東京操体フォーラム 実行委員ブログ

 操体のプロ、東京操体フォーラム実行委員によるリレーブログ

盲点その3

 昨日書いたストレッチや筋トレも含め、現在のからだの治療手技は、からだの感覚に対して盲点になっているような気がします。
 実際にからだを治療する際に、第三者の治療従事者がからだに触れるわけですから、自分のからだでもないのに相手の感覚がリアルにわかるはずがないという声が返ってきそうですが、ここに大きな問題が隠されているのではないでしょうか。
 患者のからだの感覚を無視するかたちで、第三者の治療従事者が治療やアプローチをするために、患者のからだは目的とした筋肉や腱・関節など単一な効果として速効的に反応が現れることだと思います。しかしこの速効的効果は脊髄を介した反射でしかなく、元に戻るのは早いという特徴を持っているように感じます。

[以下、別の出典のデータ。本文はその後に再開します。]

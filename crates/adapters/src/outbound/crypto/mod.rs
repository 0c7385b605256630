//! Cryptographic adapters.

mod argon2;

pub use argon2::Argon2PasswordHasher;
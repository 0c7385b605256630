//! Notification read-state use case port.

use async_trait::async_trait;
use domain::identity::IdentityRecord;
use domain::notification::Notification;

use crate::error::Result;

/// Inbound port for notification read tracking.
#[async_trait]
pub trait ReadNotifications: Send + Sync {
    /// Flag the unread notifications of `batch` as read.
    ///
    /// Returns how many notifications actually changed.
    async fn mark_read(
        &self,
        identity: &IdentityRecord,
        batch: &[Notification],
    ) -> Result<u64>;

    /// Number of unread notifications.
    async fn unread_count(&self, identity: &IdentityRecord) -> Result<u64>;
}
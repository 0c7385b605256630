//! Single write path for identity records.

use std::sync::Arc;

use domain::identity::IdentityRecord;
use domain::identity::record::field_error;
use validator::ValidationErrors;

use crate::error::Result;
use crate::ports::outbound::IdentityRepository;

/// How much checking a write goes through before reaching the store.
#[derive(Debug, Clone, Copy, PartialEq, Eq)]
pub enum PersistPolicy {
    /// Field validation, then login and email uniqueness against the store.
    Validate,
    /// Straight to the store; only its uniqueness index applies.
    ///
    /// Reserved for provider sign-ups: their login was already normalized
    /// and disambiguated, and a cosmetic rule must not reject them.
    SkipValidation,
}

/// Writes identity records according to a [`PersistPolicy`].
#[derive(Clone)]
pub struct IdentityWriter {
    identities: Arc<dyn IdentityRepository>,
}

impl IdentityWriter {
    /// Create a new [`IdentityWriter`].
    pub fn new(identities: Arc<dyn IdentityRepository>) -> Self {
        Self { identities }
    }

    /// Insert a new record.
    pub async fn insert(&self, record: &IdentityRecord, policy: PersistPolicy) -> Result<()> {
        if policy == PersistPolicy::Validate {
            self.validate(record).await?;
        }
        self.identities.insert(record).await
    }

    /// Save changes to an existing record.
    pub async fn update(&self, record: &IdentityRecord, policy: PersistPolicy) -> Result<()> {
        if policy == PersistPolicy::Validate {
            self.validate(record).await?;
        }
        self.identities.update(record).await
    }

    async fn validate(&self, record: &IdentityRecord) -> Result<()> {
        let mut errors = record.validate().err().unwrap_or_else(ValidationErrors::new);

        if !record.login.trim().is_empty() {
            if let Some(owner) = self.identities.find_by_login(&record.login).await? {
                if owner.id != record.id {
                    errors.add("login", field_error("taken", "has already been taken"));
                }
            }
        }

        if !record.email.trim().is_empty() {
            if let Some(owner) = self.identities.find_by_email(&record.email).await? {
                if owner.id != record.id {
                    errors.add("email", field_error("taken", "has already been taken"));
                }
            }
        }

        if errors.is_empty() {
            Ok(())
        } else {
            Err(errors.into())
        }
    }
}
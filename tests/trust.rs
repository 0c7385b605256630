mod common;

use std::sync::Arc;

use adapters::outbound::mail::TracingMailer;
use agora::config::Configuration;
use agora::{Stores, build_state};
use application::ports::inbound::ResolveAccount;
use common::{FixedClock, NOW};

const CONFIG: &str = r#"
name: Agora
admin_emails:
  - root@example.com
argon2:
  memory_cost: 1024
  iterations: 1
  parallelism: 1
"#;

#[tokio::test]
async fn test_trust_predicates_from_configuration() {
    let config: Configuration = serde_yaml::from_str(CONFIG).unwrap();
    let state = build_state(
        Arc::new(config),
        Stores::in_memory(),
        Arc::new(FixedClock::new(NOW)),
        Arc::new(TracingMailer::new()),
    )
    .unwrap();

    let root = state
        .resolver
        .find_or_create_guest("root@example.com")
        .await
        .unwrap();
    let mut alice = state
        .resolver
        .find_or_create_guest("alice@example.com")
        .await
        .unwrap();

    assert!(state.trust.is_admin(&root));
    assert!(state.trust.is_wiki_editor(&root));

    assert!(!state.trust.is_admin(&alice));
    assert!(!state.trust.is_wiki_editor(&alice));

    alice.verified = true;
    assert!(!state.trust.is_admin(&alice));
    assert!(state.trust.is_wiki_editor(&alice));
}

#[tokio::test]
async fn test_no_admin_without_allowlist() {
    let state = build_state(
        Arc::new(Configuration::default()),
        Stores::in_memory(),
        Arc::new(FixedClock::new(NOW)),
        Arc::new(TracingMailer::new()),
    )
    .unwrap();

    let root = state
        .resolver
        .find_or_create_guest("root@example.com")
        .await
        .unwrap();
    assert!(!state.trust.is_admin(&root));
}
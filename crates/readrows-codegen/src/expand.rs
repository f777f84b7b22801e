mod element;
mod record;

use crate::schema::Record;

use proc_macro2::TokenStream;
use quote::quote;

struct Expand<'a> {
    /// The record being expanded
    record: &'a Record,

    /// Path prefix for readrows types
    readrows: TokenStream,
}

impl Expand<'_> {
    fn expand(&self) -> TokenStream {
        let record_impl = self.expand_record_impl();
        let element_impls = self.expand_element_impls();

        wrap_in_const(quote! {
            #record_impl
            #element_impls
        })
    }
}

pub(super) fn record(record: &Record) -> TokenStream {
    Expand {
        record,
        readrows: quote!(_readrows::codegen_support),
    }
    .expand()
}

fn wrap_in_const(code: TokenStream) -> TokenStream {
    quote! {
        const _: () = {
            use readrows as _readrows;
            #code
        };
    }
}
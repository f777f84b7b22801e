mod rows;
pub use rows::Rows;

mod value;

use readrows_core::{Element, Error, Result};
use rusqlite::{Connection as RusqliteConnection, Params};
use std::{
    borrow::Cow,
    path::{Path, PathBuf},
};
use url::Url;

/// Where a SQLite database lives.
#[derive(Debug, Clone, PartialEq, Eq)]
pub enum Sqlite {
    File(PathBuf),
    InMemory,
}

impl Sqlite {
    /// Create a new SQLite configuration from a connection URL
    ///
    /// `sqlite::memory:` selects an in-memory database, `sqlite:<path>` a
    /// database file.
    pub fn new(url: impl Into<String>) -> Result<Self> {
        let url_str = url.into();
        let url = Url::parse(&url_str)
            .map_err(|err| Error::invalid_connection_url(&url_str, err.to_string()))?;

        if url.scheme() != "sqlite" {
            return Err(Error::invalid_connection_url(
                &url_str,
                "connection URL does not have a `sqlite` scheme",
            ));
        }

        if url.path() == ":memory:" {
            Ok(Self::InMemory)
        } else if url.path().is_empty() {
            Err(Error::invalid_connection_url(
                &url_str,
                "connection URL has no database path",
            ))
        } else {
            Ok(Self::File(PathBuf::from(url.path())))
        }
    }

    /// Create an in-memory SQLite database
    pub fn in_memory() -> Self {
        Self::InMemory
    }

    /// Open a SQLite database at the specified file path
    pub fn open<P: AsRef<Path>>(path: P) -> Self {
        Self::File(path.as_ref().to_path_buf())
    }

    pub fn url(&self) -> Cow<'_, str> {
        match self {
            Sqlite::InMemory => Cow::Borrowed("sqlite::memory:"),
            Sqlite::File(path) => Cow::Owned(format!("sqlite:{}", path.display())),
        }
    }

    /// Opens a connection. Every in-memory connection is a fresh database.
    pub fn connect(&self) -> Result<Connection> {
        log::debug!("connecting to {}", self.url());

        match self {
            Sqlite::File(path) => Connection::open(path),
            Sqlite::InMemory => Connection::in_memory(),
        }
    }
}

#[derive(Debug)]
pub struct Connection {
    connection: RusqliteConnection,
}

impl Connection {
    pub fn in_memory() -> Result<Self> {
        let connection = RusqliteConnection::open_in_memory().map_err(Error::driver)?;
        Ok(Self { connection })
    }

    pub fn open<P: AsRef<Path>>(path: P) -> Result<Self> {
        let connection = RusqliteConnection::open(path).map_err(Error::driver)?;
        Ok(Self { connection })
    }

    /// Runs a statement that returns no rows and reports the affected row
    /// count.
    pub fn execute<P: Params>(&self, sql: &str, params: P) -> Result<usize> {
        self.connection.execute(sql, params).map_err(Error::driver)
    }

    /// Runs a batch of semicolon separated statements.
    pub fn execute_batch(&self, sql: &str) -> Result<()> {
        self.connection.execute_batch(sql).map_err(Error::driver)
    }

    /// Runs a query and appends its rows to `target`.
    ///
    /// See [`readrows_core::scan`] for the mapping rules and for what
    /// `target` holds when an error is returned.
    pub fn query_into<T, P>(&self, sql: &str, params: P, target: &mut Vec<T>) -> Result<()>
    where
        T: Element,
        P: Params,
    {
        let mut stmt = self.connection.prepare(sql).map_err(Error::driver)?;
        let rows = Rows::query(&mut stmt, params)?;

        readrows_core::scan(target, rows)
    }

    /// Runs a query and collects its rows.
    pub fn query<T, P>(&self, sql: &str, params: P) -> Result<Vec<T>>
    where
        T: Element,
        P: Params,
    {
        let mut ret = vec![];
        self.query_into(sql, params, &mut ret)?;
        Ok(ret)
    }

    /// Returns the underlying rusqlite connection.
    pub fn as_rusqlite(&self) -> &RusqliteConnection {
        &self.connection
    }
}
mod adhoc;
mod driver;
mod invalid_connection_url;
mod invalid_record;
mod type_conversion;

use adhoc::AdhocError;
use driver::DriverError;
use invalid_connection_url::InvalidConnectionUrl;
use invalid_record::InvalidRecord;
use std::sync::Arc;
use type_conversion::TypeConversionError;

/// Returns early with an ad-hoc error built from a format string.
#[macro_export]
macro_rules! bail {
    ($($arg:tt)*) => {
        return Err($crate::Error::from_args(format_args!($($arg)*)))
    };
}

/// Builds an ad-hoc error from a format string.
#[macro_export]
macro_rules! err {
    ($($arg:tt)*) => {
        $crate::Error::from_args(format_args!($($arg)*))
    };
}

/// An error raised while materializing rows.
///
/// Errors returned by a [`Cursor`](crate::Cursor) reach the caller of
/// [`scan`](crate::scan()) unchanged, so the kind seen here is the kind the
/// cursor produced. Cloning is cheap: clones share the same error.
#[derive(Clone)]
pub struct Error {
    kind: Arc<ErrorKind>,
}

#[derive(Debug)]
enum ErrorKind {
    Adhoc(AdhocError),
    Driver(DriverError),
    InvalidConnectionUrl(InvalidConnectionUrl),
    InvalidRecord(InvalidRecord),
    TypeConversion(TypeConversionError),
}

impl Error {
    /// Creates an error from preformatted arguments. Prefer the [`err!`] and
    /// [`bail!`] macros.
    pub fn from_args(args: core::fmt::Arguments<'_>) -> Error {
        Error::from(ErrorKind::Adhoc(AdhocError::new(args.to_string())))
    }

    fn kind(&self) -> &ErrorKind {
        &self.kind
    }
}

impl From<ErrorKind> for Error {
    fn from(kind: ErrorKind) -> Error {
        Error {
            kind: Arc::new(kind),
        }
    }
}

impl std::error::Error for Error {
    fn source(&self) -> Option<&(dyn std::error::Error + 'static)> {
        match self.kind() {
            ErrorKind::Driver(err) => std::error::Error::source(err),
            _ => None,
        }
    }
}

impl core::fmt::Display for Error {
    fn fmt(&self, f: &mut core::fmt::Formatter) -> core::fmt::Result {
        use self::ErrorKind::*;

        match self.kind() {
            Adhoc(err) => core::fmt::Display::fmt(err, f),
            Driver(err) => core::fmt::Display::fmt(err, f),
            InvalidConnectionUrl(err) => core::fmt::Display::fmt(err, f),
            InvalidRecord(err) => core::fmt::Display::fmt(err, f),
            TypeConversion(err) => core::fmt::Display::fmt(err, f),
        }
    }
}

impl core::fmt::Debug for Error {
    fn fmt(&self, f: &mut core::fmt::Formatter) -> core::fmt::Result {
        // `{:?}` reads like `{}` so `unwrap()` failures stay legible
        if f.alternate() {
            core::fmt::Debug::fmt(self.kind(), f)
        } else {
            core::fmt::Display::fmt(self, f)
        }
    }
}
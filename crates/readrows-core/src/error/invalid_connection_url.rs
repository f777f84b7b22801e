use super::Error;

/// Error when a driver cannot make sense of its connection URL.
///
/// Raised before any connection is opened: the URL failed to parse, uses a
/// scheme the driver does not serve, or names no database.
#[derive(Debug)]
pub(super) struct InvalidConnectionUrl {
    url: Box<str>,
    reason: Box<str>,
}

impl std::error::Error for InvalidConnectionUrl {}

impl core::fmt::Display for InvalidConnectionUrl {
    fn fmt(&self, f: &mut core::fmt::Formatter) -> core::fmt::Result {
        write!(f, "invalid connection URL `{}`: {}", self.url, self.reason)
    }
}

impl Error {
    /// Creates an invalid connection URL error for `url`.
    pub fn invalid_connection_url(url: &str, reason: impl Into<String>) -> Error {
        Error::from(super::ErrorKind::InvalidConnectionUrl(
            InvalidConnectionUrl {
                url: url.into(),
                reason: reason.into().into(),
            },
        ))
    }

    /// Returns `true` if this error is an invalid connection URL error.
    pub fn is_invalid_connection_url(&self) -> bool {
        matches!(self.kind(), super::ErrorKind::InvalidConnectionUrl(_))
    }
}
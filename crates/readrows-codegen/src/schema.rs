mod column;
pub(crate) use column::Column;

mod error;
pub(crate) use error::ErrorSet;

mod field;
pub(crate) use field::Field;

mod record;
pub(crate) use record::Record;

脊髄を介した反応だからこそ、筋肉の性質から皆同じ条件で「○秒○回」というように第三者が決定できるのだと思います。単純に痛みの原因が単一の問題であれば、これらの方法で解決すると思いますが、現在の痛みを主訴とする症状は複雑化している場合が多く、痛みを訴える部位と、痛みの原因を作っている部位が異なっている場合があります。
 例えば、痛みという不快体験を脳内で記憶している場合や、情動を司る大脳辺縁系の一部でもある扁桃帯が関係し、脳内で痛みという知覚を作り出す(ニューロマトリックス理論)こともあり、このような場合に痛みを訴える部位に対して治療・アプローチをしても、治癒の遅延に繋がる可能性が考えられます。
 からだには感覚という情報を感じ取るセンサーが無数にあります。この感覚をうまく利用することで、大脳からの反応がからだの治癒能力としてあらわれます。この感覚というのが「快適感覚」なのです。
 からだの感覚をききわけるということは、第三者の治療従事者が決めるということはできません。まさしくからだの感覚は本人しか感じ取ることができないからです。からだの感覚をききわけ、快適感覚の有無、あじわいたい要求の有無、脱力方法、回数の要求すべてが患者本人のからだも要求のききわけとなります。ききわけた質の高い快適感覚には、第三者の治療従事者が治療に全く介入できないほどの治癒能力がからだに生まれていることがあり、この時の効果は遅効的反応で持続される傾向にあると考えられます。
 明日はこの快適感覚によって大脳の反応について書きたいと思います。
 今日はこのあたりで・・・ありがとうございました。